__Goal of the exercise__. Go through the records and report each line in which the word "output" occurs.

__Source data__.
§ §
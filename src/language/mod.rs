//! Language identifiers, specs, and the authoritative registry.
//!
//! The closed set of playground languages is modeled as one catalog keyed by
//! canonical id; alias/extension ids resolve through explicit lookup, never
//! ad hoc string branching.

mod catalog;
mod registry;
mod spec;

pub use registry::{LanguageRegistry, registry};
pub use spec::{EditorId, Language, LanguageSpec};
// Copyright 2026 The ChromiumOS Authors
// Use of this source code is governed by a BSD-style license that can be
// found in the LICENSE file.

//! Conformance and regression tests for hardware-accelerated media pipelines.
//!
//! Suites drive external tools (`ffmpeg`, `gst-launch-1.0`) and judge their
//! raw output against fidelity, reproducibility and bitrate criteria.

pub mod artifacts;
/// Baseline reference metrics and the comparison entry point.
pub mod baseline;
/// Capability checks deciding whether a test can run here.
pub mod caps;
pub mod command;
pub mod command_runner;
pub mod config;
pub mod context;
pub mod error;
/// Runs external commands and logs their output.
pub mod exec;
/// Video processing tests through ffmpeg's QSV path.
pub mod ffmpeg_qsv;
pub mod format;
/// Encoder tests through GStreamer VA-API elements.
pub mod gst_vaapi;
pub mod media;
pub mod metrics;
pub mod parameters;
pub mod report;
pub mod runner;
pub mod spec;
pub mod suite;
§ §
__Problem solution__.
//! raw output against fidelity, reproducibility and bitrate criteria.
/// Runs external commands and logs their output.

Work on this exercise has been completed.